[LISTED RECORDS Boundary: Start]

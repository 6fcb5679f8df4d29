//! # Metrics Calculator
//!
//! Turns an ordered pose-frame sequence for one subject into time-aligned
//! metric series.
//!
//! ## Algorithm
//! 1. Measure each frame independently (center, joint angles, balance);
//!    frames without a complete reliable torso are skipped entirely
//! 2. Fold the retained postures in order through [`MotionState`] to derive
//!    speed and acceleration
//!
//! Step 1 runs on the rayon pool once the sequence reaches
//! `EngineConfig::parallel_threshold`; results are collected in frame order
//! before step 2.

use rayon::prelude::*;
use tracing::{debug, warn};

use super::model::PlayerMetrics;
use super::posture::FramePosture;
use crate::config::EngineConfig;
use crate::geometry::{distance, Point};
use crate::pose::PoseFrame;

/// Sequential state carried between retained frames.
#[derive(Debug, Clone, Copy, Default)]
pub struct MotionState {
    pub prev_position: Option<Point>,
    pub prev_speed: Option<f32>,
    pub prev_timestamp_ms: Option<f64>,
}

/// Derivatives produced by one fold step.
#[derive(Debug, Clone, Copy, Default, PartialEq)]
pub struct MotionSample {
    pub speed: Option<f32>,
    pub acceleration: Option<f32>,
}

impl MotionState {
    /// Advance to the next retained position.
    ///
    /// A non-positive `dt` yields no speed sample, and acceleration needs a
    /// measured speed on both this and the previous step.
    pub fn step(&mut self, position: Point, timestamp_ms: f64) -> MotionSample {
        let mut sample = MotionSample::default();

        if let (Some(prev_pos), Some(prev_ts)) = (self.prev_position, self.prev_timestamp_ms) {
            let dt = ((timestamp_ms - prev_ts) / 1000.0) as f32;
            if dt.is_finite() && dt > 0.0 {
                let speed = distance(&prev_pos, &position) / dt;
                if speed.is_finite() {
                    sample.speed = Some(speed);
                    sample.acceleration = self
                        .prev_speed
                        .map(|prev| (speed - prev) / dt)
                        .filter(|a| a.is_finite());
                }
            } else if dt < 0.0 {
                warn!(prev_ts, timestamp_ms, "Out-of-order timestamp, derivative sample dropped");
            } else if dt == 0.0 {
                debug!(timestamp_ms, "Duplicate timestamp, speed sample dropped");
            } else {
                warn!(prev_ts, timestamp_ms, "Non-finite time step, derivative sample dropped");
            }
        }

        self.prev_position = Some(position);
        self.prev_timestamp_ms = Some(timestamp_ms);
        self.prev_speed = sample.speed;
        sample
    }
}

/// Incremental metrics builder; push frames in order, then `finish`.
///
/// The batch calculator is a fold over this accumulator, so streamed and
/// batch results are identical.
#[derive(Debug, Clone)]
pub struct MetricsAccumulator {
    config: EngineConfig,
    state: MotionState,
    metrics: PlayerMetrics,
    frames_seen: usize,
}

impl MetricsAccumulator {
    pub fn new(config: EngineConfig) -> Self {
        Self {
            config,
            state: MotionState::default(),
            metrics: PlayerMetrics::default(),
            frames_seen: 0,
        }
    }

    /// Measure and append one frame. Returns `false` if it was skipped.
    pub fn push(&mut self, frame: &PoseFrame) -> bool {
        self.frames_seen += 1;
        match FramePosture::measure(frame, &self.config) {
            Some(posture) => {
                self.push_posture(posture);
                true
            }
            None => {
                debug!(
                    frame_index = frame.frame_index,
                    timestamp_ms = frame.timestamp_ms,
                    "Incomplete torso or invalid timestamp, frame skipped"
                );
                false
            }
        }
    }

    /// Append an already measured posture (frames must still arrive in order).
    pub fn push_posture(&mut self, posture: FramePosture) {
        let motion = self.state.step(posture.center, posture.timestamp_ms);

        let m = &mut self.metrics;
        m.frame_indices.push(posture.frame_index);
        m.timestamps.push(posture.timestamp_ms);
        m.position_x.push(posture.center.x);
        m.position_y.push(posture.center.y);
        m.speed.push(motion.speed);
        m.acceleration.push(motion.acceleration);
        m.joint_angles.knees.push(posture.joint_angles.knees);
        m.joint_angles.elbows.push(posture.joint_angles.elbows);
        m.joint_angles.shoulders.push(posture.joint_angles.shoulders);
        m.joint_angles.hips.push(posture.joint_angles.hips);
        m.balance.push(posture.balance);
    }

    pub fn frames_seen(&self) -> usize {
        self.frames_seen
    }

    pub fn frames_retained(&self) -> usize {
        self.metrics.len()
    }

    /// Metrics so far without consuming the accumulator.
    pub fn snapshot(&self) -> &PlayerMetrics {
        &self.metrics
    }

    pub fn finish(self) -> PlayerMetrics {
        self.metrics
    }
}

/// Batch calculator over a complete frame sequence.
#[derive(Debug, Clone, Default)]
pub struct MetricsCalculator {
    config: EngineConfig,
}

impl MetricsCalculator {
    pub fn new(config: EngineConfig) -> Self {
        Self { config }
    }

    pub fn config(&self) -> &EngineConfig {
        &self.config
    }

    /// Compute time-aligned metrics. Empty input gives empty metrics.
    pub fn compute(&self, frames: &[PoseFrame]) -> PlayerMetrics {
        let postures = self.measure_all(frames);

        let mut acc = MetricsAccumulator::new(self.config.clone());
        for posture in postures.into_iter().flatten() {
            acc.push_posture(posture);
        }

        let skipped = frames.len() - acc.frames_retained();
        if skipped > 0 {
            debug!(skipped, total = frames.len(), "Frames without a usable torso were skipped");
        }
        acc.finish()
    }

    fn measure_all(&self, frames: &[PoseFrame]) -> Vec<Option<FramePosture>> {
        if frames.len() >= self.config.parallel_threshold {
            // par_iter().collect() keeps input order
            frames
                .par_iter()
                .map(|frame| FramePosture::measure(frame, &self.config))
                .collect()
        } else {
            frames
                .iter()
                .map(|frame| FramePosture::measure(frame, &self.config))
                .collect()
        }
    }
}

[LISTED RECORDS Boundary: End]

* **DESCRIPTION OF THE TASK**
Copy the records. Each line should match exactly.

* **REPLY**
repository 6fcb5679f8df4d29
//! # Metrics Calculator
//!
//! Turns an ordered pose-frame sequence for one subject into time-aligned
//! metric series.
//!
//! ## Algorithm
//! 1. Measure each frame independently (center, joint angles, balance);
//!    frames without a complete reliable torso are skipped entirely
//! 2. Fold the retained postures in order through [`MotionState`] to derive
//!    speed and acceleration
//!
//! Step 1 runs on the rayon pool once the sequence reaches
//! `EngineConfig::parallel_threshold`; results are collected in frame order
//! before step 2.

use rayon::prelude::*;
use tracing::{debug, warn};

use super::model::PlayerMetrics;
use super::posture::FramePosture;
use crate::config::EngineConfig;
use crate::geometry::{distance, Point};
use crate::pose::PoseFrame;

/// Sequential state carried between retained frames.
#[derive(Debug, Clone, Copy, Default)]
pub struct MotionState {
    pub prev_position: Option<Point>,
    pub prev_speed: Option<f32>,
    pub prev_timestamp_ms: Option<f64>,
}

/// Derivatives produced by one fold step.
#[derive(Debug, Clone, Copy, Default, PartialEq)]
pub struct MotionSample {
    pub speed: Option<f32>,
    pub acceleration: Option<f32>,
}

impl MotionState {
    /// Advance to the next retained position.
    ///
    /// A non-positive `dt` yields no speed sample, and acceleration needs a
    /// measured speed on both this and the previous step.
    pub fn step(&mut self, position: Point, timestamp_ms: f64) -> MotionSample {
        let mut sample = MotionSample::default();

        if let (Some(prev_pos), Some(prev_ts)) = (self.prev_position, self.prev_timestamp_ms) {
            let dt = ((timestamp_ms - prev_ts) / 1000.0) as f32;
            if dt.is_finite() && dt > 0.0 {
                let speed = distance(&prev_pos, &position) / dt;
                if speed.is_finite() {
                    sample.speed = Some(speed);
                    sample.acceleration = self
                        .prev_speed
                        .map(|prev| (speed - prev) / dt)
                        .filter(|a| a.is_finite());
                }
            } else if dt < 0.0 {
                warn!(prev_ts, timestamp_ms, "Out-of-order timestamp, derivative sample dropped");
            } else if dt == 0.0 {
                debug!(timestamp_ms, "Duplicate timestamp, speed sample dropped");
            } else {
                warn!(prev_ts, timestamp_ms, "Non-finite time step, derivative sample dropped");
            }
        }

        self.prev_position = Some(position);
        self.prev_timestamp_ms = Some(timestamp_ms);
        self.prev_speed = sample.speed;
        sample
    }
}

/// Incremental metrics builder; push frames in order, then `finish`.
///
/// The batch calculator is a fold over this accumulator, so streamed and
/// batch results are identical.
#[derive(Debug, Clone)]
pub struct MetricsAccumulator {
    config: EngineConfig,
    state: MotionState,
    metrics: PlayerMetrics,
    frames_seen: usize,
}

impl MetricsAccumulator {
    pub fn new(config: EngineConfig) -> Self {
        Self {
            config,
            state: MotionState::default(),
            metrics: PlayerMetrics::default(),
            frames_seen: 0,
        }
    }

    /// Measure and append one frame. Returns `false` if it was skipped.
    pub fn push(&mut self, frame: &PoseFrame) -> bool {
        self.frames_seen += 1;
        match FramePosture::measure(frame, &self.config) {
            Some(posture) => {
                self.push_posture(posture);
                true
            }
            None => {
                debug!(
                    frame_index = frame.frame_index,
                    timestamp_ms = frame.timestamp_ms,
                    "Incomplete torso or invalid timestamp, frame skipped"
                );
                false
            }
        }
    }

    /// Append an already measured posture (frames must still arrive in order).
    pub fn push_posture(&mut self, posture: FramePosture) {
        let motion = self.state.step(posture.center, posture.timestamp_ms);

        let m = &mut self.metrics;
        m.frame_indices.push(posture.frame_index);
        m.timestamps.push(posture.timestamp_ms);
        m.position_x.push(posture.center.x);
        m.position_y.push(posture.center.y);
        m.speed.push(motion.speed);
        m.acceleration.push(motion.acceleration);
        m.joint_angles.knees.push(posture.joint_angles.knees);
        m.joint_angles.elbows.push(posture.joint_angles.elbows);
        m.joint_angles.shoulders.push(posture.joint_angles.shoulders);
        m.joint_angles.hips.push(posture.joint_angles.hips);
        m.balance.push(posture.balance);
    }

    pub fn frames_seen(&self) -> usize {
        self.frames_seen
    }

    pub fn frames_retained(&self) -> usize {
        self.metrics.len()
    }

    /// Metrics so far without consuming the accumulator.
    pub fn snapshot(&self) -> &PlayerMetrics {
        &self.metrics
    }

    pub fn finish(self) -> PlayerMetrics {
        self.metrics
    }
}

/// Batch calculator over a complete frame sequence.
#[derive(Debug, Clone, Default)]
pub struct MetricsCalculator {
    config: EngineConfig,
}

impl MetricsCalculator {
    pub fn new(config: EngineConfig) -> Self {
        Self { config }
    }

    pub fn config(&self) -> &EngineConfig {
        &self.config
    }

    /// Compute time-aligned metrics. Empty input gives empty metrics.
    pub fn compute(&self, frames: &[PoseFrame]) -> PlayerMetrics {
        let postures = self.measure_all(frames);

        let mut acc = MetricsAccumulator::new(self.config.clone());
        for posture in postures.into_iter().flatten() {
            acc.push_posture(posture);
        }

        let skipped = frames.len() - acc.frames_retained();
        if skipped > 0 {
            debug!(skipped, total = frames.len(), "Frames without a usable torso were skipped");
        }
        acc.finish()
    }

    fn measure_all(&self, frames: &[PoseFrame]) -> Vec<Option<FramePosture>> {
        if frames.len() >= self.config.parallel_threshold {
            // par_iter().collect() keeps input order
            frames
                .par_iter()
                .map(|frame| FramePosture::measure(frame, &self.config))
                .collect()
        } else {
            frames
                .iter()
                .map(|frame| FramePosture::measure(frame, &self.config))
                .collect()
        }
    }
}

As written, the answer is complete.